━━━━━ DATASET

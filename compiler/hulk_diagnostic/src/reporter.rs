//! Error reporting hook.
//!
//! A [`Reporter`] is told about an error once, at the point where a run
//! gives up. Reporting never consumes the error: [`report_and_raise`]
//! reports and then hands the error back for propagation.

use std::io::{self, Write};

use crate::HulkError;

/// Receiver for errors that end a run.
pub trait Reporter {
    fn report(&mut self, error: &HulkError);
}

/// Report `error`, then return it as the failure of the current operation.
pub fn report_and_raise<T>(reporter: &mut dyn Reporter, error: HulkError) -> Result<T, HulkError> {
    reporter.report(&error);
    Err(error)
}

/// Writes `! <ERROR TYPE>: <message> (at offset N)` lines to a writer,
/// stderr by default. The offset suffix is omitted when there is none.
pub struct TerminalReporter<W: Write> {
    writer: W,
}

impl TerminalReporter<io::Stderr> {
    pub fn stderr() -> Self {
        TerminalReporter {
            writer: io::stderr(),
        }
    }
}

impl<W: Write> TerminalReporter<W> {
    pub fn new(writer: W) -> Self {
        TerminalReporter { writer }
    }

    /// Consume the reporter and return the underlying writer.
    pub fn into_inner(self) -> W {
        self.writer
    }
}

impl<W: Write> Reporter for TerminalReporter<W> {
    fn report(&mut self, error: &HulkError) {
        // Write failures are ignored.
        let _ = writeln!(self.writer, "! {error}");
        let _ = self.writer.flush();
    }
}

/// Collects reported errors in memory.
#[derive(Debug, Default)]
pub struct BufferReporter {
    errors: Vec<HulkError>,
}

impl BufferReporter {
    pub fn new() -> Self {
        BufferReporter::default()
    }

    pub fn errors(&self) -> &[HulkError] {
        &self.errors
    }

    /// Reported errors in terminal format, one per line.
    pub fn output(&self) -> String {
        self.errors
            .iter()
            .map(|e| format!("! {e}\n"))
            .collect()
    }
}

impl Reporter for BufferReporter {
    fn report(&mut self, error: &HulkError) {
        self.errors.push(error.clone());
    }
}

━━━━━━━━━━

ASSIGNMENT.
Where a line of the records contains the word "errors", copy that line.

RESPONSE TO THE TASK.
/// Receiver for errors that end a run.
/// Collects reported errors in memory.
    errors: Vec<HulkError>,
    pub fn errors(&self) -> &[HulkError] {
        &self.errors
    /// Reported errors in terminal format, one per line.
        self.errors
        self.errors.push(error.clone());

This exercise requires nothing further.